→ Description of the task
Return the run of lines below that opens with the line containing "repository c9bc798e29fcccaf" and closes with the line containing "CLI driver: reads", keeping each one exact.

== Task input

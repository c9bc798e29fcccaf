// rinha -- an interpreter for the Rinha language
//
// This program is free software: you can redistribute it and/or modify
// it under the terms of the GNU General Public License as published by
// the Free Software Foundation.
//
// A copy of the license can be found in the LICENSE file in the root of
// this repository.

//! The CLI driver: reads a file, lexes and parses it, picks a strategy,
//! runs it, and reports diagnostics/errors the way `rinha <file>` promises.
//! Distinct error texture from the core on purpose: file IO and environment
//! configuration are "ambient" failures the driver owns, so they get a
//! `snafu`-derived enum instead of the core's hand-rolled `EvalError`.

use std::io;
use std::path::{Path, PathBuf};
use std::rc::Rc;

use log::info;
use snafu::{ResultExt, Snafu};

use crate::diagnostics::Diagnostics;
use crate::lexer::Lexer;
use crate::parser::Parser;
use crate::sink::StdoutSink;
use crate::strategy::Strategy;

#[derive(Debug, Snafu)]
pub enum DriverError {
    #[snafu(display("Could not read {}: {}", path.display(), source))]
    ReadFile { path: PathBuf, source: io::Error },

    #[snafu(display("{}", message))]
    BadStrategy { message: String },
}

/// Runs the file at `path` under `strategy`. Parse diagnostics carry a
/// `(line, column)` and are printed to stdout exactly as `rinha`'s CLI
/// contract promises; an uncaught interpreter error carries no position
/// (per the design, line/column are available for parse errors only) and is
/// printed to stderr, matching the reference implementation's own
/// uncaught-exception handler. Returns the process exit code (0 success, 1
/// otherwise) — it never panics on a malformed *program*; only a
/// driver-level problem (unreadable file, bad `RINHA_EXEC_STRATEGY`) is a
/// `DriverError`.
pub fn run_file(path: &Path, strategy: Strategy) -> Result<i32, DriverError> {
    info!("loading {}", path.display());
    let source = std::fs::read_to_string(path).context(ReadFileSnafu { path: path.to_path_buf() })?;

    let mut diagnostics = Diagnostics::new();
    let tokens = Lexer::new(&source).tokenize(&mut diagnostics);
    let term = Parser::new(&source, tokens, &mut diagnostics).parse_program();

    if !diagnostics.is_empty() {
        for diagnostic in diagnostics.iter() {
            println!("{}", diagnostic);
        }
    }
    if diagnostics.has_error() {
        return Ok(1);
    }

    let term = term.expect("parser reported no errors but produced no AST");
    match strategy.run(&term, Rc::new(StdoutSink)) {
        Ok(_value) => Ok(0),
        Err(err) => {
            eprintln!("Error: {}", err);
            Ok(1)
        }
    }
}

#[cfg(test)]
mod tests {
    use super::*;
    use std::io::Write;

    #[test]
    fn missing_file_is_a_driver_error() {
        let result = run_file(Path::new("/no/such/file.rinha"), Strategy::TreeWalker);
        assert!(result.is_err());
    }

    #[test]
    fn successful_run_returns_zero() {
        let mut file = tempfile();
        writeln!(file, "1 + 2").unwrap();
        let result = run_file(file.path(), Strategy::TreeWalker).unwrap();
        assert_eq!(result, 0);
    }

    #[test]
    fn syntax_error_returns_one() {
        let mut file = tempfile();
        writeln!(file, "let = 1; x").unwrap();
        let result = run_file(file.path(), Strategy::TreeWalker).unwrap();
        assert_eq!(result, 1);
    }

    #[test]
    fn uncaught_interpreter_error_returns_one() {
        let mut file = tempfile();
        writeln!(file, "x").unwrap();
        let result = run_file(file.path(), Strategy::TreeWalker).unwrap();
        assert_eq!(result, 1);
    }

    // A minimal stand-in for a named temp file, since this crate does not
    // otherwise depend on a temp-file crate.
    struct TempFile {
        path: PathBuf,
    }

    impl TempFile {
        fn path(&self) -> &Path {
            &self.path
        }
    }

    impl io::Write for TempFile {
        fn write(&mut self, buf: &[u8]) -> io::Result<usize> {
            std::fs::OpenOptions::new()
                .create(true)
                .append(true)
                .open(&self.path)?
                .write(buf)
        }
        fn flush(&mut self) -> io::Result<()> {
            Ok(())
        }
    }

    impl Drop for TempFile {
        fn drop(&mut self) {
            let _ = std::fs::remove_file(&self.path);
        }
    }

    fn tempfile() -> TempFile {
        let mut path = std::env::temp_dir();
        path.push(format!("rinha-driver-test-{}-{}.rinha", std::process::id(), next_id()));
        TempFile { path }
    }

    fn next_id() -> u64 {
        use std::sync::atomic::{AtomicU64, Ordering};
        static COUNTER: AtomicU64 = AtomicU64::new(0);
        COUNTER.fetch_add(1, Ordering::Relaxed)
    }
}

====
== Task input

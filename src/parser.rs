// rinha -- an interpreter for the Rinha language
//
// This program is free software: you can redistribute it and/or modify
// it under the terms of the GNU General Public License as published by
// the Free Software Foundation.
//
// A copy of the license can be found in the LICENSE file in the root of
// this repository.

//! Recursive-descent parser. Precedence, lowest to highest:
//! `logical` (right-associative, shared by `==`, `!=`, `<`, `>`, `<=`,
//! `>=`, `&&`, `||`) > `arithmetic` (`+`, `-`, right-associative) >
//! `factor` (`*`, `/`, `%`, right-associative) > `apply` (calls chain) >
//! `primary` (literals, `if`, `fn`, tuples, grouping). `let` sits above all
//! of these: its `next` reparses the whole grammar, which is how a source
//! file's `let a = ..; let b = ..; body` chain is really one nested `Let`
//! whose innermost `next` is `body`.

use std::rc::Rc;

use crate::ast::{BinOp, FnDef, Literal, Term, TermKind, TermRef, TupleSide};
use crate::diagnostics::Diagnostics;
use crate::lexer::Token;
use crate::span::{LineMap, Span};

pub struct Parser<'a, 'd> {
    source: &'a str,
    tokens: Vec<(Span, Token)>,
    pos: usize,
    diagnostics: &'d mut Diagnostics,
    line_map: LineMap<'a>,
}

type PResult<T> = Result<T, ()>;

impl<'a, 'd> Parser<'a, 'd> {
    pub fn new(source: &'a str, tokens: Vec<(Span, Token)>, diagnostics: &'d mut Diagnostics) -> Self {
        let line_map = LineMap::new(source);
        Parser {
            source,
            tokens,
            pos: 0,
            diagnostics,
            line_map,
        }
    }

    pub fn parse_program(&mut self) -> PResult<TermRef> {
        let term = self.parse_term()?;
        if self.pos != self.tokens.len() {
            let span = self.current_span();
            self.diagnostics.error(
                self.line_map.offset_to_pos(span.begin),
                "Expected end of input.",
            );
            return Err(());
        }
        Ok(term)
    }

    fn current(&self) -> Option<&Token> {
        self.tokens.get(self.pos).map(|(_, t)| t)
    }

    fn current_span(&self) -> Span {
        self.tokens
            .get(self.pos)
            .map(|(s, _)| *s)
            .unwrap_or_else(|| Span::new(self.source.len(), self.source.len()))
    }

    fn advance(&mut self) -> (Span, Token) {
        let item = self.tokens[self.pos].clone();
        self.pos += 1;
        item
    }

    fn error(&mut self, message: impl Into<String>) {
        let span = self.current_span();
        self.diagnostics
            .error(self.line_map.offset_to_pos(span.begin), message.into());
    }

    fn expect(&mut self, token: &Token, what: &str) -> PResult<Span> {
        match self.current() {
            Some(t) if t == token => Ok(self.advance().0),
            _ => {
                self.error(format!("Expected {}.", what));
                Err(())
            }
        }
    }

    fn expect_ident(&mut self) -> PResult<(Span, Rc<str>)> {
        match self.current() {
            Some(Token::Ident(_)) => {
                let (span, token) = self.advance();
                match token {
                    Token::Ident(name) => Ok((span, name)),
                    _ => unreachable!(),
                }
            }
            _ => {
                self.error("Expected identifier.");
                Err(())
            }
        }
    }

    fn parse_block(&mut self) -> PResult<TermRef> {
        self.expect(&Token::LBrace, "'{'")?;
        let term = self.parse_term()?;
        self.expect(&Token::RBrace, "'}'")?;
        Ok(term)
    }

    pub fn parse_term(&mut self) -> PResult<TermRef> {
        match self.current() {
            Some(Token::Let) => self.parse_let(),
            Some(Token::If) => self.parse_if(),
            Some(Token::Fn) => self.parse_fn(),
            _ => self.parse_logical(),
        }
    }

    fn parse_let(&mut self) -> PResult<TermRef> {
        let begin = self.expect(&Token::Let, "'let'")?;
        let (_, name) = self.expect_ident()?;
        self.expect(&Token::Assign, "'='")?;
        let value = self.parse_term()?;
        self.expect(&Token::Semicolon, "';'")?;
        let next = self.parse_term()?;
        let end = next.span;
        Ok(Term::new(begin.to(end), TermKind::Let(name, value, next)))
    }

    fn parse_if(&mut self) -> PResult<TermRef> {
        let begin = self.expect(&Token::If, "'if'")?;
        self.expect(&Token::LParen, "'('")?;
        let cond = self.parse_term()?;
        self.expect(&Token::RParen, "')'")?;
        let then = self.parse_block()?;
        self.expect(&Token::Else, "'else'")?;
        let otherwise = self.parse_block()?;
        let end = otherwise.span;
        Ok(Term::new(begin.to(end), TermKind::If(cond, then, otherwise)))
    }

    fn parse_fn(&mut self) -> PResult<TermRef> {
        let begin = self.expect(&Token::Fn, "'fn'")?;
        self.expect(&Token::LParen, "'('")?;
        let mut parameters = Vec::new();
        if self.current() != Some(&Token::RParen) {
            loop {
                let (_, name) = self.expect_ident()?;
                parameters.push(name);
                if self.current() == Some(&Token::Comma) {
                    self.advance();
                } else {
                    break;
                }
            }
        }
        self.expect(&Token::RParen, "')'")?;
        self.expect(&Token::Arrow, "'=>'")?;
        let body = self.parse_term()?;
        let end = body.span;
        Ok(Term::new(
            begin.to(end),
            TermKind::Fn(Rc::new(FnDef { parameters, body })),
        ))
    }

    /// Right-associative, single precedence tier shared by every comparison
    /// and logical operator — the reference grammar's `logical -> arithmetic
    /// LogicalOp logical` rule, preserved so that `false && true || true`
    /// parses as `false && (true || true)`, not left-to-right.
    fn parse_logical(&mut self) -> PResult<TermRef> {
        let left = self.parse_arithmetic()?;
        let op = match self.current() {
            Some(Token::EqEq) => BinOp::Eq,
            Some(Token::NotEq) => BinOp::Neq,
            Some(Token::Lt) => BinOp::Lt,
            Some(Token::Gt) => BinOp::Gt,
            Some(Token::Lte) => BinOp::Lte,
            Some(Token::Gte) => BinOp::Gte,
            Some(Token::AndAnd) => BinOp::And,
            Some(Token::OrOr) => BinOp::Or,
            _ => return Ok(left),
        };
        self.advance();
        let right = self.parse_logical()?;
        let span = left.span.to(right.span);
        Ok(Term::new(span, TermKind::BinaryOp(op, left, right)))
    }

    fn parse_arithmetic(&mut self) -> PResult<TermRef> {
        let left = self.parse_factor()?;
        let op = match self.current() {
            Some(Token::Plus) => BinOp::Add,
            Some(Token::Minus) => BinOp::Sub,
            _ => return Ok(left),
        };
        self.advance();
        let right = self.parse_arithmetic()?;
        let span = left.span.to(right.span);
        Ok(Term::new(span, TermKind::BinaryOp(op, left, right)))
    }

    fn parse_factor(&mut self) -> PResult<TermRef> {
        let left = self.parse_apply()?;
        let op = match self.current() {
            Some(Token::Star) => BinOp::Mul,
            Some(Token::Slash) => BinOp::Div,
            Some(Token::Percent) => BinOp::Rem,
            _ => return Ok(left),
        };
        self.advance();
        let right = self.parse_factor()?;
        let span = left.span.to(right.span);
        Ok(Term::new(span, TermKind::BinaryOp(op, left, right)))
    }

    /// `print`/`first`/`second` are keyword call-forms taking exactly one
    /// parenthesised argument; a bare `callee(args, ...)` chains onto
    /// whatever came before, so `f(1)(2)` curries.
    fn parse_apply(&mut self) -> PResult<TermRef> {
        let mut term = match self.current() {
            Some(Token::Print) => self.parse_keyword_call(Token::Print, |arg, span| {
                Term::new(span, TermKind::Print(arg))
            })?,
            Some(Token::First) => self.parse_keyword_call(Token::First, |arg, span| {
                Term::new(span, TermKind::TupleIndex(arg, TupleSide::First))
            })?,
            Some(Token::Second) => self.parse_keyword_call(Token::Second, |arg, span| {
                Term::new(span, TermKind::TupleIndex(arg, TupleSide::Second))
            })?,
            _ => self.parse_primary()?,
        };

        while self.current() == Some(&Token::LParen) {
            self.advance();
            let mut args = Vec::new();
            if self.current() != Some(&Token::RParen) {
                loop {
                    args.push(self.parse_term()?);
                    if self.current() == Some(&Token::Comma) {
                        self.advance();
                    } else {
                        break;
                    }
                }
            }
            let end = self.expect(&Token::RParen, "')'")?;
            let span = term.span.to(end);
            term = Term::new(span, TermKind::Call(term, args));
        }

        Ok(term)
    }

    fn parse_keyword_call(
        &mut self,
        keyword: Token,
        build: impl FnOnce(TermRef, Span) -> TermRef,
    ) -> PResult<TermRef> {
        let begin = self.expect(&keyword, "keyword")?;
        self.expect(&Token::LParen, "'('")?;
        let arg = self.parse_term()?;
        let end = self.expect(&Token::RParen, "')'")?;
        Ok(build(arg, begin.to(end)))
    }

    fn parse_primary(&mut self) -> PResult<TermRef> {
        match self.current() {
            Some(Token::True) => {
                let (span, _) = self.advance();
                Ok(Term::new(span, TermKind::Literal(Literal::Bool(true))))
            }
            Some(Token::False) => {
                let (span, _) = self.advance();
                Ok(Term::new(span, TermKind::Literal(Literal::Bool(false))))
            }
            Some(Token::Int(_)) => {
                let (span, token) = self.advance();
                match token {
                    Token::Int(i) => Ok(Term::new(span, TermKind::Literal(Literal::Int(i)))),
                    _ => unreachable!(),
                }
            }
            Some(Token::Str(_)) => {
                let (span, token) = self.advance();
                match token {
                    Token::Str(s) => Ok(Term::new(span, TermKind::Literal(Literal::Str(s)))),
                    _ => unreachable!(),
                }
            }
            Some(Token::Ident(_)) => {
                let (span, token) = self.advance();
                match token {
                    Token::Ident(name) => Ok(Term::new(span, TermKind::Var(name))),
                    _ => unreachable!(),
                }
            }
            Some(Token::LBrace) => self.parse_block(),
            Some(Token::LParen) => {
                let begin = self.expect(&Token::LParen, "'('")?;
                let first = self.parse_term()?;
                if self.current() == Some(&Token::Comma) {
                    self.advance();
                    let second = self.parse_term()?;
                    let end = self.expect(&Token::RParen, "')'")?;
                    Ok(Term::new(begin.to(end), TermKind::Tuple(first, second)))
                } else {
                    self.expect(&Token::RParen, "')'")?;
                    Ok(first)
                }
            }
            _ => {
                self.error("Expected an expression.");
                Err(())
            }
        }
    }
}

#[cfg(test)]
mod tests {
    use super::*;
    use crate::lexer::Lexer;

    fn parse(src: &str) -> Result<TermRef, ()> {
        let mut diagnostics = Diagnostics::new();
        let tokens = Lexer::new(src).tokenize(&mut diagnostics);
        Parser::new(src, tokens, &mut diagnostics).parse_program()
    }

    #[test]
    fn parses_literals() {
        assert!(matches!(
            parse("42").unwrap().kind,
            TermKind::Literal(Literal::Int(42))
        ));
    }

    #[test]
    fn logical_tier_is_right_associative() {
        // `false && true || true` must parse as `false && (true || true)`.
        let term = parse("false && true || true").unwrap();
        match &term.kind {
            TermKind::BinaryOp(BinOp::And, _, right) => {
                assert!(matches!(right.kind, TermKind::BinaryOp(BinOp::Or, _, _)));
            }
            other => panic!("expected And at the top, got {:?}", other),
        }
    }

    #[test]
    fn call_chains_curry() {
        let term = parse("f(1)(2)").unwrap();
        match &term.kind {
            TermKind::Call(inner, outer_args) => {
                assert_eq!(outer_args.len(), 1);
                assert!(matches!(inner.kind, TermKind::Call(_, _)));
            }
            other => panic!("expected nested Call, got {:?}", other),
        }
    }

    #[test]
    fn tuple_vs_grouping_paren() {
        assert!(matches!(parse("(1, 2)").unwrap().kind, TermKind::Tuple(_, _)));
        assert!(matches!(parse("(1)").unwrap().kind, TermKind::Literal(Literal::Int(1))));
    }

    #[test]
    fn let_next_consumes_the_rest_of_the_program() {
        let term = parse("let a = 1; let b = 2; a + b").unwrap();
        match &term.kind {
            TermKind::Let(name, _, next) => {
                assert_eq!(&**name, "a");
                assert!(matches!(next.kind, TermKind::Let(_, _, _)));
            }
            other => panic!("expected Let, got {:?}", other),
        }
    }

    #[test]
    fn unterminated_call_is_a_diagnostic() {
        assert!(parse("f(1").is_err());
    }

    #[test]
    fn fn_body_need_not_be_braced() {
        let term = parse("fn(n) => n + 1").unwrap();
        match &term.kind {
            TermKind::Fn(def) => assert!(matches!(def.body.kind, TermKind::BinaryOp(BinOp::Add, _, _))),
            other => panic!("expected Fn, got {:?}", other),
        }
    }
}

====

→ Response to this task
repository c9bc798e29fcccaf
// rinha -- an interpreter for the Rinha language
//
// This program is free software: you can redistribute it and/or modify
// it under the terms of the GNU General Public License as published by
// the Free Software Foundation.
//
// A copy of the license can be found in the LICENSE file in the root of
// this repository.

//! The CLI driver: reads a file, lexes and parses it, picks a strategy,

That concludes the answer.